Michael Pamminger1, Carrie Hall1, Buyu Wang2, Thomas Wallner2, Raj Kumar3

  • 1Illinois Institute of Technology
  • 2Argonne National Laboratory
  • 3Navistar Inc.

Details

11:10 - 11:30 | Tue 20 Aug | Lau, 5-203 | TuA1.3

Session: Automotive Powertrain System Control

Abstract

This paper details the development of a zero-dimensional combustion model for compression ignition engines with the main focus on incorporating physics-dependent features.
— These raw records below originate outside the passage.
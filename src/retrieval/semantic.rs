//! Hybrid semantic ranking with temporal decay.
//!
//! Candidates are scored as
//! `cos_sim * exp(-age_days / tau) * (1 + beta * keyword_overlap)
//!  * importance_boost * (1 - alpha * deprecation_penalty)`
//! over active glyphs only. With no embedded glyphs at all the search
//! degrades to substring-keyword ranking over the same filter set.

use chrono::Utc;
use std::collections::HashSet;
use tracing::debug;

use crate::error::Result;
use crate::retrieval::embedder::Embedder;
use crate::retrieval::query::{Caller, GlyphQuery};
use crate::store::{Glyph, GlyphStatus, GlyphStore, Importance};

/// Tuning knobs for hybrid ranking.
#[derive(Debug, Clone)]
pub struct SemanticParams {
    /// Temporal decay constant, in days.
    pub tau_days: f64,
    /// Keyword-overlap boost weight.
    pub beta: f64,
    /// Deprecation penalty weight (only matters when non-active rows are
    /// explicitly included by the caller's filter set).
    pub alpha: f64,
}

impl Default for SemanticParams {
    fn default() -> Self {
        Self {
            tau_days: 7.0,
            beta: 0.3,
            alpha: 0.5,
        }
    }
}

/// One scored search hit.
#[derive(Debug, Clone)]
pub struct ScoredGlyph {
    pub glyph: Glyph,
    pub score: f64,
}

/// Cosine similarity of two equal-dimension vectors. Mismatched dimensions
/// score zero.
pub fn cosine(a: &[f32], b: &[f32]) -> f64 {
    if a.len() != b.len() || a.is_empty() {
        return 0.0;
    }
    let mut dot = 0.0f64;
    let mut norm_a = 0.0f64;
    let mut norm_b = 0.0f64;
    for (x, y) in a.iter().zip(b) {
        dot += (*x as f64) * (*y as f64);
        norm_a += (*x as f64) * (*x as f64);
        norm_b += (*y as f64) * (*y as f64);
    }
    if norm_a <= f64::EPSILON || norm_b <= f64::EPSILON {
        return 0.0;
    }
    dot / (norm_a.sqrt() * norm_b.sqrt())
}

/// Count of distinct lowercase words shared by query and text.
pub fn keyword_overlap(query: &str, text: &str) -> usize {
    let tokenize = |s: &str| -> HashSet<String> {
        s.to_lowercase()
            .split(|c: char| !c.is_alphanumeric())
            .filter(|t| !t.is_empty())
            .map(|t| t.to_string())
            .collect()
    };
    tokenize(query).intersection(&tokenize(text)).count()
}

/// Hybrid semantic search over glyphs matching `filters`.
///
/// Glyphs with an inconsistent `embedding_dim` are excluded and raise an
/// integrity warning. When no candidate carries an embedding, falls back to
/// substring-keyword ranking.
pub async fn semantic_search(
    store: &GlyphStore,
    embedder: &dyn Embedder,
    query_text: &str,
    filters: &GlyphQuery,
    caller: &Caller,
    params: &SemanticParams,
    limit: usize,
) -> Result<Vec<ScoredGlyph>> {
    if limit == 0 {
        return Ok(Vec::new());
    }

    let mut wide = filters.clone();
    wide.limit = 1_000_000;
    let candidates = store.query(&wide, caller)?;

    let mut embedded = Vec::new();
    for glyph in &candidates {
        if glyph.embedding.is_none() {
            continue;
        }
        if !glyph.embedding_consistent() {
            store.log_integrity_warning(
                "embedding_dim_mismatch",
                &format!(
                    "glyph {} embedding_dim {:?} does not match vector length",
                    glyph.id, glyph.embedding_dim
                ),
            )?;
            continue;
        }
        embedded.push(glyph);
    }

    if embedded.is_empty() {
        debug!("no embedded candidates; degrading to keyword ranking");
        return Ok(keyword_search(&candidates, query_text, limit));
    }

    let query_emb = embedder
        .embed(&[query_text.to_string()])
        .await?
        .into_iter()
        .next()
        .unwrap_or_default();

    let now = Utc::now();
    let mut scored: Vec<ScoredGlyph> = embedded
        .into_iter()
        .map(|glyph| {
            let cos_sim = cosine(&query_emb, glyph.embedding.as_deref().unwrap_or_default());
            let age_days =
                (now - glyph.timestamp).num_seconds().max(0) as f64 / 86_400.0;
            let decay = (-age_days / params.tau_days).exp();
            let kw_boost =
                1.0 + params.beta * keyword_overlap(query_text, &glyph.text) as f64;
            let importance_boost = glyph
                .importance
                .map(|i| i.boost())
                .unwrap_or(Importance::NONE_BOOST);
            let deprecation_penalty = if glyph.status == GlyphStatus::Active {
                0.0
            } else {
                1.0
            };
            let score = cos_sim
                * decay
                * kw_boost
                * importance_boost
                * (1.0 - params.alpha * deprecation_penalty);
            ScoredGlyph {
                glyph: glyph.clone(),
                score,
            }
        })
        .collect();

    scored.sort_by(|a, b| {
        b.score
            .partial_cmp(&a.score)
            .unwrap_or(std::cmp::Ordering::Equal)
            .then_with(|| b.glyph.timestamp.cmp(&a.glyph.timestamp))
            .then_with(|| b.glyph.id.cmp(&a.glyph.id))
    });
    scored.truncate(limit);
    Ok(scored)
}

/// Substring-keyword fallback ranking: overlap count, then recency.
fn keyword_search(candidates: &[Glyph], query_text: &str, limit: usize) -> Vec<ScoredGlyph> {
    let mut scored: Vec<ScoredGlyph> = candidates
        .iter()
        .map(|glyph| ScoredGlyph {
            score: keyword_overlap(query_text, &glyph.text) as f64,
            glyph: glyph.clone(),
        })
        .filter(|s| s.score > 0.0)
        .collect();

    scored.sort_by(|a, b| {
        b.score
            .partial_cmp(&a.score)
            .unwrap_or(std::cmp::Ordering::Equal)
            .then_with(|| b.glyph.timestamp.cmp(&a.glyph.timestamp))
            .then_with(|| b.glyph.id.cmp(&a.glyph.id))
    });
    scored.truncate(limit);
    scored
}

#[cfg(test)]
mod tests {
    use super::*;
    use crate::retrieval::embedder::HashEmbedder;
    use crate::store::GlyphType;
    use chrono::Duration;

    #[test]
    fn test_cosine_basics() {
        assert!((cosine(&[1.0, 0.0], &[1.0, 0.0]) - 1.0).abs() < 1e-9);
        assert!(cosine(&[1.0, 0.0], &[0.0, 1.0]).abs() < 1e-9);
        assert_eq!(cosine(&[1.0, 0.0], &[1.0]), 0.0);
        assert_eq!(cosine(&[], &[]), 0.0);
    }

    #[test]
    fn test_keyword_overlap_counts_distinct_words() {
        assert_eq!(keyword_overlap("bearer token", "Use bearer tokens"), 1);
        assert_eq!(
            keyword_overlap("bearer token auth", "bearer token auth flow"),
            3
        );
        assert_eq!(keyword_overlap("x", "no match"), 0);
    }

    #[test]
    fn test_decay_ranks_newer_over_older() {
        // Identical similarity 0.80, tau=7: 1-day-old scores ~0.691,
        // 30-day-old scores ~0.011.
        let params = SemanticParams::default();
        let fresh = 0.80 * (-1.0 / params.tau_days).exp();
        let stale = 0.80 * (-30.0 / params.tau_days).exp();
        assert!((fresh - 0.691).abs() < 0.01);
        assert!((stale - 0.011).abs() < 0.01);
        assert!(fresh > stale);
    }

    #[tokio::test]
    async fn test_semantic_search_with_decay() {
        let store = GlyphStore::in_memory().unwrap();
        let embedder = HashEmbedder::default();
        let now = Utc::now();

        let fresh = store
            .append(
                &Glyph::new(GlyphType::Fact, "bearer token authentication")
                    .with_timestamp(now - Duration::days(1)),
            )
            .unwrap();
        let stale = store
            .append(
                &Glyph::new(GlyphType::Fact, "bearer token authentication")
                    .with_timestamp(now - Duration::days(30)),
            )
            .unwrap();

        crate::retrieval::embedder::embed_glyphs(&store, &embedder, None, false, false)
            .await
            .unwrap();

        let results = semantic_search(
            &store,
            &embedder,
            "bearer token",
            &GlyphQuery::new(),
            &Caller::operator(),
            &SemanticParams::default(),
            10,
        )
        .await
        .unwrap();

        assert_eq!(results.len(), 2);
        assert_eq!(results[0].glyph.id, fresh);
        assert_eq!(results[1].glyph.id, stale);
        assert!(results[0].score > results[1].score * 10.0);
    }

    #[tokio::test]
    async fn test_importance_boost_applies() {
        let store = GlyphStore::in_memory().unwrap();
        let embedder = HashEmbedder::default();
        let now = Utc::now();

        let high = store
            .append(
                &Glyph::new(GlyphType::Fact, "token refresh flow")
                    .with_importance(Importance::H)
                    .with_timestamp(now),
            )
            .unwrap();
        let plain = store
            .append(&Glyph::new(GlyphType::Fact, "token refresh flow").with_timestamp(now))
            .unwrap();

        crate::retrieval::embedder::embed_glyphs(&store, &embedder, None, false, false)
            .await
            .unwrap();

        let results = semantic_search(
            &store,
            &embedder,
            "token refresh",
            &GlyphQuery::new(),
            &Caller::operator(),
            &SemanticParams::default(),
            10,
        )
        .await
        .unwrap();

        assert_eq!(results[0].glyph.id, high);
        assert_eq!(results[1].glyph.id, plain);
    }

    #[tokio::test]
    async fn test_degrades_to_keyword_ranking() {
        let store = GlyphStore::in_memory().unwrap();
        let embedder = HashEmbedder::default();

        store
            .append(&Glyph::new(GlyphType::Fact, "bearer token authentication"))
            .unwrap();
        store
            .append(&Glyph::new(GlyphType::Fact, "database pooling"))
            .unwrap();

        // Nothing embedded: substring-keyword ranking applies
        let results = semantic_search(
            &store,
            &embedder,
            "bearer token",
            &GlyphQuery::new(),
            &Caller::operator(),
            &SemanticParams::default(),
            10,
        )
        .await
        .unwrap();

        assert_eq!(results.len(), 1);
        assert_eq!(results[0].glyph.text, "bearer token authentication");
    }

    #[tokio::test]
    async fn test_dim_mismatch_excluded_with_warning() {
        let store = GlyphStore::in_memory().unwrap();
        let embedder = HashEmbedder::default();

        let id = store
            .append(&Glyph::new(GlyphType::Fact, "bearer token"))
            .unwrap();
        store.set_embedding(id, &[1.0, 0.0], "bad").unwrap();
        // Corrupt the recorded dimension
        store
            .with_conn(|conn| {
                conn.execute(
                    "UPDATE glyphs SET embedding_dim = 5 WHERE id = ?1",
                    rusqlite::params![id],
                )
            })
            .unwrap();

        let results = semantic_search(
            &store,
            &embedder,
            "bearer",
            &GlyphQuery::new(),
            &Caller::operator(),
            &SemanticParams::default(),
            10,
        )
        .await
        .unwrap();

        // The corrupt glyph is excluded from the embedded set; with no other
        // embeddings the fallback keyword ranking still surfaces it as text.
        assert_eq!(results.len(), 1);
        assert!(store.recent_integrity_warnings(1).unwrap() >= 1);
    }

    #[tokio::test]
    async fn test_limit_zero_empty() {
        let store = GlyphStore::in_memory().unwrap();
        let embedder = HashEmbedder::default();
        let results = semantic_search(
            &store,
            &embedder,
            "anything",
            &GlyphQuery::new(),
            &Caller::operator(),
            &SemanticParams::default(),
            0,
        )
        .await
        .unwrap();
        assert!(results.is_empty());
    }
}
Physical processes, such as injection, evaporation and mixing of fuel and air were given special attention and were linked to physical parameters such as injector geometry and fuel properties to allow for a realistic representation of the in-cylinder combustion process. In its current form, the model aids offline optimization and will further serve as the basis for a model predictive control strategy. Modeling parameters were calibrated against experimental steady-state data of a heavy-duty multi-cylinder engine, mostly at 1038rpm and 14.1bar brake mean effective pressure. Calibration coefficients were fitted to various parameter sweeps, including intake valve closure, injection pressure, combustion phasing and EGR. The modeling framework is capable of predicting premixed and diffusion combustion and was calibrated with up to three injection events. The predicted and experimentally measured combustion phasings are within 1 crank angle degree at high loads, while increasing discrepancies were found for lower loads.